======== Data to examine ========
use clap::Parser;
use std::fs::File;
use std::io::{self, BufReader};
use std::path::PathBuf;
use tagcloud::io_utils::{io_cli_error, simple_cli_error, tagcloud_cli_error};
use tagcloud::{count_reader, rank, SeparatorSet};

/// Print every word of a text file with its count as CSV, most frequent first.
#[derive(Parser)]
struct Args {
    /// Input text file
    input: PathBuf,
    /// Skip words seen fewer than this many times
    #[arg(long, default_value_t = 1)]
    min_count: u64,
    /// Characters that separate words (replaces the default set)
    #[arg(long)]
    separators: Option<String>,
}

fn main() {
    if let Err(e) = run() {
        eprintln!("{e}");
        std::process::exit(1);
    }
}

fn run() -> Result<(), Box<dyn std::error::Error>> {
    let args = Args::parse();

    let separators = match &args.separators {
        Some(spec) => SeparatorSet::from_chars(spec)
            .map_err(|e| tagcloud_cli_error("invalid separators", e))?,
        None => SeparatorSet::default(),
    };

    let file =
        File::open(&args.input).map_err(|e| io_cli_error("opening input file", &args.input, e))?;
    let map = count_reader(BufReader::new(file), &separators)
        .map_err(|e| tagcloud_cli_error("counting words", e))?;

    let mut wtr = csv::Writer::from_writer(io::stdout().lock());
    wtr.write_record(["word", "count"])
        .map_err(|e| simple_cli_error(&format!("writing csv: {e}")))?;
    for entry in rank(&map).into_iter().filter(|e| e.count >= args.min_count) {
        wtr.write_record([entry.word, entry.count.to_string().as_str()])
            .map_err(|e| simple_cli_error(&format!("writing csv: {e}")))?;
    }
    wtr.flush()
        .map_err(|e| simple_cli_error(&format!("writing csv: {e}")))?;
    Ok(())
}
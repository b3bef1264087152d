use honggfuzz::fuzz;
use tagcloud::{count_lines, select_top, tokens, SeparatorSet};

fn main() {
    let seps = SeparatorSet::default();
    loop {
        fuzz!(|data: &[u8]| {
            if let Ok(text) = std::str::from_utf8(data) {
                let joined: String = tokens(text, &seps).map(|t| t.text).collect();
                assert_eq!(joined, text);
                let map = count_lines(text.lines(), &seps);
                let sel = select_top(&map, 25);
                assert_eq!(sel.effective_count, map.len().min(25));
            }
        });
    }
}
//! HTML and JSON output for a [`TagCloud`].

use std::io::{self, Write};

use crate::cloud::TagCloud;
use crate::error::TagCloudError;

/// Stylesheet defining the `f11`..`f48` font classes and the cloud box.
pub const DEFAULT_STYLESHEET: &str = "http://web.cse.ohio-state.edu/software/2231/web-sw2/assignments/projects/tag-cloud-generator/data/tagcloud.css";

/// Escape text for use in HTML element content and quoted attributes.
pub fn escape_html(text: &str) -> String {
    let mut out = String::with_capacity(text.len());
    for c in text.chars() {
        match c {
            '&' => out.push_str("&amp;"),
            '<' => out.push_str("&lt;"),
            '>' => out.push_str("&gt;"),
            '"' => out.push_str("&quot;"),
            '\'' => out.push_str("&#39;"),
            _ => out.push(c),
        }
    }
    out
}

fn write_page<W: Write>(cloud: &TagCloud, stylesheet: &str, out: &mut W) -> io::Result<()> {
    writeln!(out, "<html>")?;
    writeln!(out, "<head>")?;
    writeln!(out, "<title>{}</title>", escape_html(&cloud.title()))?;
    writeln!(
        out,
        "<link href=\"{}\" rel=\"stylesheet\" type=\"text/css\">",
        escape_html(stylesheet)
    )?;
    writeln!(out, "</head>")?;
    writeln!(out, "<body>")?;
    writeln!(out, "<h2>{}</h2>", escape_html(&cloud.heading()))?;
    writeln!(out, "<hr>")?;
    writeln!(out, "<div class=\"cdiv\">")?;
    writeln!(out, "<p class=\"cbox\">")?;
    for entry in &cloud.entries {
        writeln!(
            out,
            "<span style=\"cursor:default\" class=\"f{}\" title=\"count: {}\">{}</span>",
            entry.font_size,
            entry.count,
            escape_html(&entry.word)
        )?;
    }
    writeln!(out, "</p>")?;
    writeln!(out, "</div>")?;
    writeln!(out, "</body>")?;
    writeln!(out, "</html>")?;
    out.flush()
}

/// Write `cloud` as a standalone HTML page linking `stylesheet`.
#[tracing::instrument(skip_all, fields(entries = cloud.entries.len()))]
pub fn render_html<W: Write>(
    cloud: &TagCloud,
    stylesheet: &str,
    mut out: W,
) -> Result<(), TagCloudError> {
    write_page(cloud, stylesheet, &mut out)
        .map_err(|e| TagCloudError::output("writing HTML page", e))
}

/// Write `cloud` as pretty-printed JSON.
#[tracing::instrument(skip_all, fields(entries = cloud.entries.len()))]
pub fn render_json<W: Write>(cloud: &TagCloud, mut out: W) -> Result<(), TagCloudError> {
    serde_json::to_writer_pretty(&mut out, cloud)
        .map_err(|e| TagCloudError::output("writing JSON", io::Error::from(e)))?;
    writeln!(out)
        .and_then(|_| out.flush())
        .map_err(|e| TagCloudError::output("writing JSON", e))
}
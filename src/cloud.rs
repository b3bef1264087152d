//! End-to-end pipeline from a text stream to a sized, ordered tag cloud.

use std::io::BufRead;

use serde::Serialize;
use tracing::info;

use crate::config::Config;
use crate::counter::{count_reader, FrequencyMap};
use crate::error::TagCloudError;
use crate::font::{assign_font_sizes, RankedEntry};
use crate::select::select_top;

/// Everything a renderer needs to draw one cloud.
#[derive(Debug, Clone, PartialEq, Eq, Serialize)]
pub struct TagCloud {
    /// Name of the source, shown in the title and heading.
    pub label: String,
    pub requested_count: usize,
    /// `min(requested_count, distinct words)`.
    pub effective_count: usize,
    /// Alphabetical order.
    pub entries: Vec<RankedEntry>,
}

impl TagCloud {
    /// Size and order the top words of an already counted map.
    pub fn from_map(label: impl Into<String>, map: &FrequencyMap, config: &Config) -> Self {
        let selection = select_top(map, config.requested_count);
        let entries = assign_font_sizes(&selection.entries, &config.font);
        Self {
            label: label.into(),
            requested_count: config.requested_count,
            effective_count: selection.effective_count,
            entries,
        }
    }

    pub fn title(&self) -> String {
        format!("Top {} words in {}", self.requested_count, self.label)
    }

    pub fn heading(&self) -> String {
        format!("Top {} words in {}", self.effective_count, self.label)
    }
}

/// Read `reader` to the end and build its tag cloud.
#[tracing::instrument(skip(reader, config), fields(requested = config.requested_count))]
pub fn build_cloud<R: BufRead>(
    reader: R,
    label: &str,
    config: &Config,
) -> Result<TagCloud, TagCloudError> {
    let map = count_reader(reader, &config.separators)?;
    let cloud = TagCloud::from_map(label, &map, config);
    info!(
        distinct = map.len(),
        effective = cloud.effective_count,
        "built tag cloud"
    );
    Ok(cloud)
}
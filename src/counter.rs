//! Word frequency counting.

use std::collections::hash_map;
use std::collections::HashMap;
use std::io::BufRead;

use tracing::debug;

use crate::error::TagCloudError;
use crate::separators::SeparatorSet;
use crate::tokenizer::words;

/// Lowercased word to occurrence count.
///
/// Every key occurred at least once in the counted text and its value is the
/// exact number of occurrences. The map cannot be modified once built.
#[derive(Debug, Clone, Default, PartialEq, Eq)]
pub struct FrequencyMap {
    counts: HashMap<String, u64>,
}

impl FrequencyMap {
    pub fn get(&self, word: &str) -> Option<u64> {
        self.counts.get(word).copied()
    }

    /// Number of distinct words.
    pub fn len(&self) -> usize {
        self.counts.len()
    }

    pub fn is_empty(&self) -> bool {
        self.counts.is_empty()
    }

    /// Sum of all counts, i.e. the number of word tokens seen.
    pub fn total(&self) -> u64 {
        self.counts.values().sum()
    }

    pub fn iter(&self) -> hash_map::Iter<'_, String, u64> {
        self.counts.iter()
    }

    fn record(mut self, word: &str) -> Self {
        match self.counts.get_mut(word) {
            Some(n) => *n += 1,
            None => {
                self.counts.insert(word.to_owned(), 1);
            }
        }
        self
    }
}

impl<'a> IntoIterator for &'a FrequencyMap {
    type Item = (&'a String, &'a u64);
    type IntoIter = hash_map::Iter<'a, String, u64>;

    fn into_iter(self) -> Self::IntoIter {
        self.iter()
    }
}

/// Count the words of every line. Lines are lowercased before tokenizing so
/// `The` and `the` are the same word.
pub fn count_lines<I, S>(lines: I, separators: &SeparatorSet) -> FrequencyMap
where
    I: IntoIterator<Item = S>,
    S: AsRef<str>,
{
    lines.into_iter().fold(FrequencyMap::default(), |map, line| {
        let line = line.as_ref().to_lowercase();
        words(&line, separators).fold(map, FrequencyMap::record)
    })
}

/// Read the whole stream and count its words.
///
/// The stream is read to the end before any counting happens; a read error
/// aborts the run and no partial map is returned.
#[tracing::instrument(skip_all)]
pub fn count_reader<R: BufRead>(
    reader: R,
    separators: &SeparatorSet,
) -> Result<FrequencyMap, TagCloudError> {
    let lines = reader
        .lines()
        .collect::<Result<Vec<String>, _>>()
        .map_err(|e| TagCloudError::input("reading input lines", e))?;
    let map = count_lines(&lines, separators);
    debug!(
        lines = lines.len(),
        words = map.total(),
        distinct = map.len(),
        "counted input"
    );
    Ok(map)
}

#[cfg(test)]
mod tests {
    use super::*;

    #[test]
    fn case_folds_before_counting() {
        let seps = SeparatorSet::default();
        let map = count_lines(["The the THE tHe"], &seps);
        assert_eq!(map.get("the"), Some(4));
        assert_eq!(map.len(), 1);
    }

    #[test]
    fn separators_never_become_keys() {
        let seps = SeparatorSet::default();
        let map = count_lines(["  ...  ", "--", ""], &seps);
        assert!(map.is_empty());
        assert_eq!(map.total(), 0);
    }
}
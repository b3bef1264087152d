//! Core logic for the tag cloud generator.
//!
//! Text is split into words by a [`SeparatorSet`], counted into a
//! [`FrequencyMap`], the most frequent words are picked and ordered
//! alphabetically, and each one gets a font size proportional to its count.
//! The resulting [`TagCloud`] is handed to [`render_html`] or
//! [`render_json`].

pub mod cloud;
pub mod config;
pub mod counter;
mod error;
pub mod font;
pub mod io_utils;
pub mod render;
pub mod select;
pub mod separators;
pub mod tokenizer;

pub use cloud::{build_cloud, TagCloud};
pub use config::{validate_count, Config, DEFAULT_COUNT};
pub use counter::{count_lines, count_reader, FrequencyMap};
pub use error::TagCloudError;
pub use font::{assign_font_sizes, FontScale, RankedEntry, MAX_FONT, MIN_FONT};
pub use render::{escape_html, render_html, render_json, DEFAULT_STYLESHEET};
pub use select::{rank, select_top, sort_by, Order, Selection, WordCount};
pub use separators::{SeparatorSet, DEFAULT_SEPARATORS};
pub use tokenizer::{next_token, tokens, words, Token, Tokens};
========
Exercise objective:
Reproduce only what lies between the start of the listing above and the end of the line containing "if let Ok(text)", keeping every line exact.

Solution to this problem:
use clap::Parser;
use std::fs::File;
use std::io::{self, BufReader};
use std::path::PathBuf;
use tagcloud::io_utils::{io_cli_error, simple_cli_error, tagcloud_cli_error};
use tagcloud::{count_reader, rank, SeparatorSet};

/// Print every word of a text file with its count as CSV, most frequent first.
#[derive(Parser)]
struct Args {
    /// Input text file
    input: PathBuf,
    /// Skip words seen fewer than this many times
    #[arg(long, default_value_t = 1)]
    min_count: u64,
    /// Characters that separate words (replaces the default set)
    #[arg(long)]
    separators: Option<String>,
}

fn main() {
    if let Err(e) = run() {
        eprintln!("{e}");
        std::process::exit(1);
    }
}

fn run() -> Result<(), Box<dyn std::error::Error>> {
    let args = Args::parse();

    let separators = match &args.separators {
        Some(spec) => SeparatorSet::from_chars(spec)
            .map_err(|e| tagcloud_cli_error("invalid separators", e))?,
        None => SeparatorSet::default(),
    };

    let file =
        File::open(&args.input).map_err(|e| io_cli_error("opening input file", &args.input, e))?;
    let map = count_reader(BufReader::new(file), &separators)
        .map_err(|e| tagcloud_cli_error("counting words", e))?;

    let mut wtr = csv::Writer::from_writer(io::stdout().lock());
    wtr.write_record(["word", "count"])
        .map_err(|e| simple_cli_error(&format!("writing csv: {e}")))?;
    for entry in rank(&map).into_iter().filter(|e| e.count >= args.min_count) {
        wtr.write_record([entry.word, entry.count.to_string().as_str()])
            .map_err(|e| simple_cli_error(&format!("writing csv: {e}")))?;
    }
    wtr.flush()
        .map_err(|e| simple_cli_error(&format!("writing csv: {e}")))?;
    Ok(())
}
repository b3bef1264087152d
use honggfuzz::fuzz;
use tagcloud::{count_lines, select_top, tokens, SeparatorSet};

fn main() {
    let seps = SeparatorSet::default();
    loop {
        fuzz!(|data: &[u8]| {
            if let Ok(text) = std::str::from_utf8(data) {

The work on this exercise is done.